Start of Dataset entries

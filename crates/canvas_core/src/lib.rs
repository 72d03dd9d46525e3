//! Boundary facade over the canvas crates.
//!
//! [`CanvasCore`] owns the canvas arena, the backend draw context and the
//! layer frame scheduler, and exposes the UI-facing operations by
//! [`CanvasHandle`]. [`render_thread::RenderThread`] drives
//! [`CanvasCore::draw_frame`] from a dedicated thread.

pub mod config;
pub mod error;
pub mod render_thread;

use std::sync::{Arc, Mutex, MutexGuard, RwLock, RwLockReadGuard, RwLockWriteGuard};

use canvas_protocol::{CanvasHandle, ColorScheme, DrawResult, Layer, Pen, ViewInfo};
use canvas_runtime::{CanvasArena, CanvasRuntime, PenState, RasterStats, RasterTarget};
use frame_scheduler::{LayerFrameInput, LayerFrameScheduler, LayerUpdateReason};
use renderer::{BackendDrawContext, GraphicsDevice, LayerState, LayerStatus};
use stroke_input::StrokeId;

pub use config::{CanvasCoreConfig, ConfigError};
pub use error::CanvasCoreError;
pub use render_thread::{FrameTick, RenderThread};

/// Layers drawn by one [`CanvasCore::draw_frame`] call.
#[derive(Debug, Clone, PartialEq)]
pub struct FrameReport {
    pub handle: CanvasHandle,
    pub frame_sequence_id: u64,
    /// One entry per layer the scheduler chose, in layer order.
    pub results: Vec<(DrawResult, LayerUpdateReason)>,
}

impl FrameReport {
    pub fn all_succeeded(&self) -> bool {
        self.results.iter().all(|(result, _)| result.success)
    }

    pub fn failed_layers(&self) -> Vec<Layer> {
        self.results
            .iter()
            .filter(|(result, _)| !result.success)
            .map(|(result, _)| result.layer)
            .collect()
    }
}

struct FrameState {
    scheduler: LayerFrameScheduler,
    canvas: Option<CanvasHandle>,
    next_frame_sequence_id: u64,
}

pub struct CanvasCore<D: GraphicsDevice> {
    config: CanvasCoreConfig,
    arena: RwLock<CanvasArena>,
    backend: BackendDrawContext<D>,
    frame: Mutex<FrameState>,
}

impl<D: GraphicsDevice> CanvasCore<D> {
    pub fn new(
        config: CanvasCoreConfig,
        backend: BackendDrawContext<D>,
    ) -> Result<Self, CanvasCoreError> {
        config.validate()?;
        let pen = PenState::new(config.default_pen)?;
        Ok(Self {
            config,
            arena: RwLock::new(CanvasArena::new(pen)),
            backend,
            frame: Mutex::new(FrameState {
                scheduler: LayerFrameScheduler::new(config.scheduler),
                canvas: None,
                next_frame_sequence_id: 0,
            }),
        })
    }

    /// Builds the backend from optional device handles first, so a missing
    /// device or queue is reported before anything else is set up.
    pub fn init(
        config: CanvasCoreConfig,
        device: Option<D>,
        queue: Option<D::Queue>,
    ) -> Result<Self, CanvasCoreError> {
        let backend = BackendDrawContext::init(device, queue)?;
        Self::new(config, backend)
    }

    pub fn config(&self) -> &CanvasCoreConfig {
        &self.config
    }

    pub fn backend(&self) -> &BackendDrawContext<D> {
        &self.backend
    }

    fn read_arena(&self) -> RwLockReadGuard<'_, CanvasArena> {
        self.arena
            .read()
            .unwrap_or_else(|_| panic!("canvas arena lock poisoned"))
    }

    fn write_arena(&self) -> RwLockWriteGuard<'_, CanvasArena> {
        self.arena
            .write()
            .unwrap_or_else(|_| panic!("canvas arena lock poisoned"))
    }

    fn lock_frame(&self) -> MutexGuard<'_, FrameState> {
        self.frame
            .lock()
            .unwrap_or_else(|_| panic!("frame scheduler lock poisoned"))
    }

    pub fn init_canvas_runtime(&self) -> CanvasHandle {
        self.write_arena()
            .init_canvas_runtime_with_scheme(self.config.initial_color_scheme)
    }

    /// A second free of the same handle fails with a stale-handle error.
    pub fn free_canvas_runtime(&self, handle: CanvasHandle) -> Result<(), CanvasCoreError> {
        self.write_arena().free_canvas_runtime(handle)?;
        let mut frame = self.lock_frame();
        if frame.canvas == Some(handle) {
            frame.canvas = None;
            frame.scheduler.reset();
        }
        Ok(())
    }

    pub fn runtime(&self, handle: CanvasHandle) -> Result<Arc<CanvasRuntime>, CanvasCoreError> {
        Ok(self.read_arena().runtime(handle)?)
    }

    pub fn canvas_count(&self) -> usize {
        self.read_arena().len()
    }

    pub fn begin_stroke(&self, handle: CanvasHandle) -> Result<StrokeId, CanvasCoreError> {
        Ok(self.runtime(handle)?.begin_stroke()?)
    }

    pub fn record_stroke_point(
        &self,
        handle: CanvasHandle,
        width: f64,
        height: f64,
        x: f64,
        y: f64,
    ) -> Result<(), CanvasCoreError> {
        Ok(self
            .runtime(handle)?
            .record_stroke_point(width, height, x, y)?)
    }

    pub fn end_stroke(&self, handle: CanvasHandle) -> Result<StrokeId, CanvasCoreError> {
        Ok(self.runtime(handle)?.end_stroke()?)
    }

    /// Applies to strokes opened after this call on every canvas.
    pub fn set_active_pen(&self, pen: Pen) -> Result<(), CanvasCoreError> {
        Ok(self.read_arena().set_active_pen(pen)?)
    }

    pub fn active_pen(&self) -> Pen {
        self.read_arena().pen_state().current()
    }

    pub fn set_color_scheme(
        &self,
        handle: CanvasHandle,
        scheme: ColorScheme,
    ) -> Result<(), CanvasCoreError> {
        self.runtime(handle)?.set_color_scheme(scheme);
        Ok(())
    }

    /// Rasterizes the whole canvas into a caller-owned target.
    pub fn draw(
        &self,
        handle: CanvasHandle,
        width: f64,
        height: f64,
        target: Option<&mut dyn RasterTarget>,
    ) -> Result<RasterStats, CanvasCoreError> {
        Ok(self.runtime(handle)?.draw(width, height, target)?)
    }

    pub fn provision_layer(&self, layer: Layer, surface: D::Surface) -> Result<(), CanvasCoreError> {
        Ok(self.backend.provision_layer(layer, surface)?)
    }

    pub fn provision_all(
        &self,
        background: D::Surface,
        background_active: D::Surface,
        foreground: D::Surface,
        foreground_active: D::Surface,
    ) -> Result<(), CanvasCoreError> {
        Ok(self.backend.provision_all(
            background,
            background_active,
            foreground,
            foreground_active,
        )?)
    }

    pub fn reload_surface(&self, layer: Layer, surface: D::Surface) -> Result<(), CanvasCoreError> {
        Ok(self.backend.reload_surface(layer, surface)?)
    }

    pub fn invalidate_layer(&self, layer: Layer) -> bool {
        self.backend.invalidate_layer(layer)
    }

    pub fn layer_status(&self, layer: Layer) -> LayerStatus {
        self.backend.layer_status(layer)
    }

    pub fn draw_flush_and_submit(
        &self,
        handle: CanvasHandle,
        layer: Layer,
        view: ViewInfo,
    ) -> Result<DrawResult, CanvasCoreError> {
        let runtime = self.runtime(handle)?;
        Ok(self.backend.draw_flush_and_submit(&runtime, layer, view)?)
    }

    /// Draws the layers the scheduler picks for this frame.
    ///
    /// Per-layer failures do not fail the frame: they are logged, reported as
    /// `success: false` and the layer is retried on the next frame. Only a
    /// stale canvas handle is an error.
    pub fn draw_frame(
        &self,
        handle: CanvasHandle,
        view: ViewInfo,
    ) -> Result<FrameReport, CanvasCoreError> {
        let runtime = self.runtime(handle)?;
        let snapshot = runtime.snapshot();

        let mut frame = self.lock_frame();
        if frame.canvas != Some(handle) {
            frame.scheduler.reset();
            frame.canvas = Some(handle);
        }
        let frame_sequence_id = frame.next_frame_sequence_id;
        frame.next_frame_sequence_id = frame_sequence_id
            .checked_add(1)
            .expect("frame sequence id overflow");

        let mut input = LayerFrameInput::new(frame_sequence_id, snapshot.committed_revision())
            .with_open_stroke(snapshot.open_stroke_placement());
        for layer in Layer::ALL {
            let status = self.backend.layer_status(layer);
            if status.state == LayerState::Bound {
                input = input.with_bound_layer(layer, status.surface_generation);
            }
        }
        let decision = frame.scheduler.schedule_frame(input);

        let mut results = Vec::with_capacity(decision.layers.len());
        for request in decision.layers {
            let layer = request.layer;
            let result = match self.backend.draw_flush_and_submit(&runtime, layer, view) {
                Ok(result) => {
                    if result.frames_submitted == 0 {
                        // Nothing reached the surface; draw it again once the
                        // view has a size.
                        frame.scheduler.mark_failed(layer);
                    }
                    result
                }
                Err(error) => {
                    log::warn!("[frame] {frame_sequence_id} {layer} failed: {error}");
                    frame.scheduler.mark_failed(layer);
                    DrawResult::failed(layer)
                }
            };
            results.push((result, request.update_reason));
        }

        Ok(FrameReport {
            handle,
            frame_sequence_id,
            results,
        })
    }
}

End of Dataset entries

**Task details:**
Lines above that include the string "CanvasCoreConfig" need to be copied.

**Output below:**
pub use config::{CanvasCoreConfig, ConfigError};
    config: CanvasCoreConfig,
        config: CanvasCoreConfig,
        config: CanvasCoreConfig,
    pub fn config(&self) -> &CanvasCoreConfig {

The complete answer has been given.